Fixated interests

Temple Grandin is a high functioning person with autism who writes and speaks about her experiences. In an interview (see link below) she talks about how people with autism often have "repetitive, fixated interests”. She continues to explain that these interests are often intense and that "we need to use these special interests to motivate school work.” She advises “If the kid like aeroplanes lets teach reading with aeroplanes, maths with aeroplanes.” 

I have found that engaging with the fixated interests of people with autism is also a way to motivate interest in social interaction and assist autistic people to be more accepting (and in fact begin to enjoy) change. In art therapy I encourage diversion from repetitive expressions in conversation and in artistic forms. 

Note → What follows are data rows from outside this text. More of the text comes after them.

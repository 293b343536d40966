use axum::extract::State;
use axum::routing::get;
use axum::Router;
use chrono::Utc;
use serde::Serialize;

use crate::constants::{SETTINGS_TARGET_R_MAX, SETTINGS_TARGET_R_MIN};
use crate::extractors::JsonBody;
use crate::response::{ok, AppError};
use crate::srs::retention::{parse_exam_date, target_r_for_exam};
use crate::state::AppState;
use crate::store::operations::settings::{Settings, SettingsPatch};

pub fn router() -> Router<AppState> {
    Router::new().route("/", get(get_settings).put(update_settings))
}

#[derive(Debug, Serialize)]
#[serde(rename_all = "camelCase")]
struct SettingsView {
    #[serde(flatten)]
    settings: Settings,
    /// 考试日期无法解析时为 false，调度时忽略该日期
    exam_date_valid: bool,
    /// 当前实际生效的目标保持率
    effective_target_r: f64,
}

impl SettingsView {
    fn from_settings(settings: Settings) -> Self {
        let exam = settings.exam_date.as_deref().and_then(parse_exam_date);
        Self {
            exam_date_valid: settings.exam_date.is_none() || exam.is_some(),
            effective_target_r: target_r_for_exam(settings.target_r, exam, Utc::now()),
            settings,
        }
    }
}

async fn get_settings(
    State(state): State<AppState>,
) -> Result<impl axum::response::IntoResponse, AppError> {
    let settings = state.store().get_settings()?;
    Ok(ok(SettingsView::from_settings(settings)))
}

async fn update_settings(
    State(state): State<AppState>,
    JsonBody(mut patch): JsonBody<SettingsPatch>,
) -> Result<impl axum::response::IntoResponse, AppError> {
    patch.target_r = patch
        .target_r
        .map(|r| r.clamp(SETTINGS_TARGET_R_MIN, SETTINGS_TARGET_R_MAX));
    let settings = state.store().update_settings(&patch)?;
    tracing::info!(
        target_r = settings.target_r,
        exam_date = ?settings.exam_date,
        "Settings updated"
    );
    Ok(ok(SettingsView::from_settings(settings)))
}
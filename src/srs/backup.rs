//! 学习进度备份与恢复（memory-progress/v1）

use chrono::{DateTime, Utc};
use serde::{Deserialize, Serialize};
use serde_json::Value;

use crate::constants::PROGRESS_SCHEMA;
use crate::srs::EngineError;
use crate::store::operations::card_states::CardStateRecord;
use crate::store::operations::cards::Card;
use crate::store::operations::confusions::ConfusionPair;
use crate::store::operations::datasets::DatasetMeta;
use crate::store::operations::progress::ProgressBatch;
use crate::store::operations::reviews::Review;
use crate::store::operations::settings::Settings;
use crate::store::Store;

#[derive(Debug, Clone, PartialEq, Serialize, Deserialize)]
#[serde(rename_all = "camelCase")]
pub struct DatasetBackup {
    pub meta: DatasetMeta,
    #[serde(default)]
    pub cards: Vec<Card>,
    #[serde(default)]
    pub card_states: Vec<CardStateRecord>,
    #[serde(default)]
    pub confusion_pairs: Vec<ConfusionPair>,
}

#[derive(Debug, Clone, PartialEq, Serialize, Deserialize)]
#[serde(rename_all = "camelCase")]
pub struct ProgressDocument {
    pub schema: String,
    pub exported_at: DateTime<Utc>,
    pub datasets: Vec<DatasetBackup>,
    #[serde(default)]
    pub reviews: Vec<Review>,
    #[serde(default)]
    pub settings: Settings,
}

#[derive(Debug, Clone, Copy, Default, PartialEq, Eq, Serialize)]
#[serde(rename_all = "camelCase")]
pub struct RestoreSummary {
    pub datasets: usize,
    pub cards: usize,
    pub card_states: usize,
    pub confusion_pairs: usize,
    pub reviews: usize,
}

pub fn export_progress(store: &Store, now: DateTime<Utc>) -> Result<ProgressDocument, EngineError> {
    let mut datasets = Vec::new();
    for meta in store.list_datasets()? {
        let id = meta.dataset_id.clone();
        datasets.push(DatasetBackup {
            meta,
            cards: store.list_cards(&id)?,
            card_states: store.list_card_states(&id)?,
            confusion_pairs: store.list_confusions(&id)?,
        });
    }

    Ok(ProgressDocument {
        schema: PROGRESS_SCHEMA.to_string(),
        exported_at: now,
        datasets,
        reviews: store.list_all_reviews()?,
        settings: store.get_settings()?,
    })
}

/// Restores a progress backup. Without `merge` the stored data is replaced;
/// with it records are upserted over what is already stored. Either way the
/// restore is all-or-nothing.
pub fn import_progress(store: &Store, raw: &Value, merge: bool) -> Result<RestoreSummary, EngineError> {
    match raw.get("schema").and_then(Value::as_str) {
        Some(PROGRESS_SCHEMA) => {}
        _ => {
            return Err(EngineError::Validation(format!(
                "schema must be {PROGRESS_SCHEMA}"
            )))
        }
    }
    let doc: ProgressDocument = serde_json::from_value(raw.clone())
        .map_err(|e| EngineError::Validation(format!("invalid progress backup: {e}")))?;

    let mut batch = ProgressBatch::default();
    let mut summary = RestoreSummary::default();
    for backup in &doc.datasets {
        let dataset_id = &backup.meta.dataset_id;
        let foreign = backup
            .cards
            .iter()
            .map(|c| (&c.dataset_id, &c.card_id))
            .chain(backup.card_states.iter().map(|s| (&s.dataset_id, &s.card_id)))
            .find(|(owner, _)| *owner != dataset_id);
        if let Some((owner, card_id)) = foreign {
            return Err(EngineError::Validation(format!(
                "card {card_id} belongs to dataset {owner}, listed under {dataset_id}"
            )));
        }

        batch.push_dataset(&backup.meta)?;
        for card in &backup.cards {
            batch.push_card(card)?;
        }
        for state in &backup.card_states {
            batch.push_card_state(state)?;
        }
        for pair in &backup.confusion_pairs {
            batch.push_confusion(pair)?;
        }
        summary.datasets += 1;
        summary.cards += backup.cards.len();
        summary.card_states += backup.card_states.len();
        summary.confusion_pairs += backup.confusion_pairs.len();
    }
    for review in &doc.reviews {
        batch.push_review(review)?;
    }
    summary.reviews = doc.reviews.len();
    batch.set_settings(&doc.settings)?;

    // 所有 key 校验通过后才动存储；覆盖模式的清空与写入同在一个事务里
    store.apply_progress(&batch, !merge)?;

    tracing::info!(
        merge,
        datasets = summary.datasets,
        cards = summary.cards,
        reviews = summary.reviews,
        "Progress restored"
    );
    Ok(summary)
}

I have worked with children who not only talk in monologue about their particular interests but also draw particular imagery exactly the same way every time. I saw one boy who also said exactly the same thing as he went through the same process in drawing his image of a train. 

Through social interaction people are exposed to new ideas and different perspectives. Similarly, in the shared space of art therapy, the therapist can work with the client to expand ideas and shift repetitive representations into variations of the form. Through sharing his interest in both conversation and my own art works the boy interested in trains was inspired to draw trains going through tunnels, over bridges, trains with people inside and trains with different animals in each carriage. One week, without any input from me, he drew a birthday party on a train with people on the platform bringing presents and a cake. Inside one present he drew a tiny train. The following week he independently drew the fruit and vegetable display at the supermarket. 

By engaging with an autistic persons interests, monologues can shift into dialogue. In art therapy this occurs in both conversation and visual expression. Engaging with these intense interests gives the person with autism positive experiences on how interacting with another person can increase their interest and of the inspiration that comes from expanding ideas and change.